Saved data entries
BEGIN

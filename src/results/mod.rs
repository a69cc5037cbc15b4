//! Results Reporter
//!
//! Aggregates evaluated rows into a performance summary, renders it as text
//! and draws the per-node chart. Degenerate ratios (no awarded hours) come
//! out as NaN or infinity instead of failing.

pub mod chart;

use chrono::NaiveDateTime;
use serde::{Deserialize, Deserializer, Serialize};
use std::fmt;

use crate::types::EvaluationRow;

/// Backtest performance summary for one node
#[derive(Debug, Clone, Serialize, Deserialize)]
pub struct PerformanceSummary {
    pub settlement_point: String,
    pub rules: String,
    pub rows: usize,
    /// Sum of hourly profit
    pub total_profit: f64,
    /// Sum of negative hourly profit
    pub total_losses: f64,
    pub hours_awarded: u64,
    /// Mean profit over every row, awarded or not
    #[serde(deserialize_with = "nan_if_null")]
    pub average_profit: f64,
    /// Total profit / DA cost of awarded hours
    #[serde(deserialize_with = "nan_if_null")]
    pub roi: f64,
    pub winning_hours: u64,
    pub losing_hours: u64,
    /// Winning share of awarded hours (0.0 to 1.0)
    pub win_rate: f64,
    pub largest_win: f64,
    pub largest_loss: f64,
    /// Largest peak-to-trough fall of cumulative profit
    pub max_drawdown: f64,
    pub first_timestamp: Option<NaiveDateTime>,
    pub last_timestamp: Option<NaiveDateTime>,
}

/// JSON has no NaN or infinity; serde_json writes them as null
fn nan_if_null<'de, D: Deserializer<'de>>(deserializer: D) -> Result<f64, D::Error> {
    Ok(Option::<f64>::deserialize(deserializer)?.unwrap_or(f64::NAN))
}

impl PerformanceSummary {
    pub fn from_rows(settlement_point: &str, rows: &[EvaluationRow]) -> Self {
        let profits = || rows.iter().map(|r| r.profit).filter(|p| !p.is_nan());
        let awarded = || rows.iter().filter(|r| r.awarded);

        let total_profit: f64 = profits().sum();
        let total_losses: f64 = profits().filter(|p| *p < 0.0).sum();
        let counted = profits().count();
        let average_profit = if counted > 0 {
            total_profit / counted as f64
        } else {
            f64::NAN
        };

        let hours_awarded = awarded().count() as u64;
        let awarded_cost: f64 = awarded()
            .map(|r| r.observation.spp_da)
            .filter(|p| !p.is_nan())
            .sum();
        // 0/0 -> NaN, x/0 -> +-inf
        let roi = total_profit / awarded_cost;

        let winning_hours = awarded().filter(|r| r.profit > 0.0).count() as u64;
        let losing_hours = awarded().filter(|r| r.profit < 0.0).count() as u64;
        let win_rate = if hours_awarded > 0 {
            winning_hours as f64 / hours_awarded as f64
        } else {
            0.0
        };

        let largest_win = profits().fold(0.0, f64::max);
        let largest_loss = profits().fold(0.0, f64::min);

        let mut peak = 0.0_f64;
        let mut max_drawdown = 0.0_f64;
        let mut running = 0.0;
        for profit in profits() {
            running += profit;
            peak = peak.max(running);
            max_drawdown = max_drawdown.max(peak - running);
        }

        Self {
            settlement_point: settlement_point.to_string(),
            rules: rows.first().map(|r| r.rules.clone()).unwrap_or_default(),
            rows: rows.len(),
            total_profit,
            total_losses,
            hours_awarded,
            average_profit,
            roi,
            winning_hours,
            losing_hours,
            win_rate,
            largest_win,
            largest_loss,
            max_drawdown,
            first_timestamp: rows.first().map(|r| r.observation.timestamp),
            last_timestamp: rows.last().map(|r| r.observation.timestamp),
        }
    }
}

/// Format a money amount with thousands separators: -1,234.56
pub fn format_usd(value: f64) -> String {
    if !value.is_finite() {
        return format!("{}", value);
    }
    let fixed = format!("{:.2}", value.abs());
    let (int_part, frac_part) = fixed.split_once('.').unwrap_or((fixed.as_str(), "00"));

    let mut grouped = String::with_capacity(int_part.len() + int_part.len() / 3);
    for (i, ch) in int_part.chars().enumerate() {
        if i > 0 && (int_part.len() - i) % 3 == 0 {
            grouped.push(',');
        }
        grouped.push(ch);
    }

    let sign = if value < 0.0 && fixed != "0.00" { "-" } else { "" };
    format!("{}{}.{}", sign, grouped, frac_part)
}

impl fmt::Display for PerformanceSummary {
    fn fmt(&self, f: &mut fmt::Formatter<'_>) -> fmt::Result {
        writeln!(f, "Results for node {}:", self.settlement_point)?;
        writeln!(f, "\tRules: {}", self.rules)?;
        writeln!(f, "\tTotal profit: USD {}", format_usd(self.total_profit))?;
        writeln!(f, "\tTotal losses: USD {}", format_usd(self.total_losses))?;
        writeln!(f, "\tTotal hours awarded: {}", self.hours_awarded)?;
        writeln!(f, "\tAverage return: USD {}", format_usd(self.average_profit))?;
        writeln!(f, "\tROI: {:.2}%", self.roi * 100.0)?;
        writeln!(f, "\tWin rate: {:.2}%", self.win_rate * 100.0)?;
        writeln!(f, "\tMax drawdown: USD {}", format_usd(self.max_drawdown))
    }
}

/// Evaluated rows of one node plus their summary
#[derive(Debug, Clone)]
pub struct Results {
    pub settlement_point: String,
    pub rows: Vec<EvaluationRow>,
    pub summary: PerformanceSummary,
}

impl Results {
    pub fn new(settlement_point: &str, rows: Vec<EvaluationRow>) -> Self {
        let summary = PerformanceSummary::from_rows(settlement_point, &rows);
        Self {
            settlement_point: settlement_point.to_string(),
            rows,
            summary,
        }
    }
}

impl fmt::Display for Results {
    fn fmt(&self, f: &mut fmt::Formatter<'_>) -> fmt::Result {
        write!(f, "{}", self.summary)
    }
}

/// Quantile with linear interpolation over the finite values; NaN if none
pub fn quantile(values: impl IntoIterator<Item = f64>, q: f64) -> f64 {
    let mut sorted: Vec<f64> = values.into_iter().filter(|v| v.is_finite()).collect();
    if sorted.is_empty() {
        return f64::NAN;
    }
    sorted.sort_by(|a, b| a.total_cmp(b));

    let pos = q.clamp(0.0, 1.0) * (sorted.len() - 1) as f64;
    let lower = pos.floor() as usize;
    let upper = pos.ceil() as usize;
    let weight = pos - lower as f64;
    sorted[lower] + (sorted[upper] - sorted[lower]) * weight
}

END

Task requirements
I'd like an exact copy of the lines above, from the very first one through the line that contains "let counted = profits().count();", with nothing else added.

Finished exercise
filename src/results/mod.rs
repository a69cc5037cbc15b4
//! Results Reporter
//!
//! Aggregates evaluated rows into a performance summary, renders it as text
//! and draws the per-node chart. Degenerate ratios (no awarded hours) come
//! out as NaN or infinity instead of failing.

pub mod chart;

use chrono::NaiveDateTime;
use serde::{Deserialize, Deserializer, Serialize};
use std::fmt;

use crate::types::EvaluationRow;

/// Backtest performance summary for one node
#[derive(Debug, Clone, Serialize, Deserialize)]
pub struct PerformanceSummary {
    pub settlement_point: String,
    pub rules: String,
    pub rows: usize,
    /// Sum of hourly profit
    pub total_profit: f64,
    /// Sum of negative hourly profit
    pub total_losses: f64,
    pub hours_awarded: u64,
    /// Mean profit over every row, awarded or not
    #[serde(deserialize_with = "nan_if_null")]
    pub average_profit: f64,
    /// Total profit / DA cost of awarded hours
    #[serde(deserialize_with = "nan_if_null")]
    pub roi: f64,
    pub winning_hours: u64,
    pub losing_hours: u64,
    /// Winning share of awarded hours (0.0 to 1.0)
    pub win_rate: f64,
    pub largest_win: f64,
    pub largest_loss: f64,
    /// Largest peak-to-trough fall of cumulative profit
    pub max_drawdown: f64,
    pub first_timestamp: Option<NaiveDateTime>,
    pub last_timestamp: Option<NaiveDateTime>,
}

/// JSON has no NaN or infinity; serde_json writes them as null
fn nan_if_null<'de, D: Deserializer<'de>>(deserializer: D) -> Result<f64, D::Error> {
    Ok(Option::<f64>::deserialize(deserializer)?.unwrap_or(f64::NAN))
}

impl PerformanceSummary {
    pub fn from_rows(settlement_point: &str, rows: &[EvaluationRow]) -> Self {
        let profits = || rows.iter().map(|r| r.profit).filter(|p| !p.is_nan());
        let awarded = || rows.iter().filter(|r| r.awarded);

        let total_profit: f64 = profits().sum();
        let total_losses: f64 = profits().filter(|p| *p < 0.0).sum();
        let counted = profits().count();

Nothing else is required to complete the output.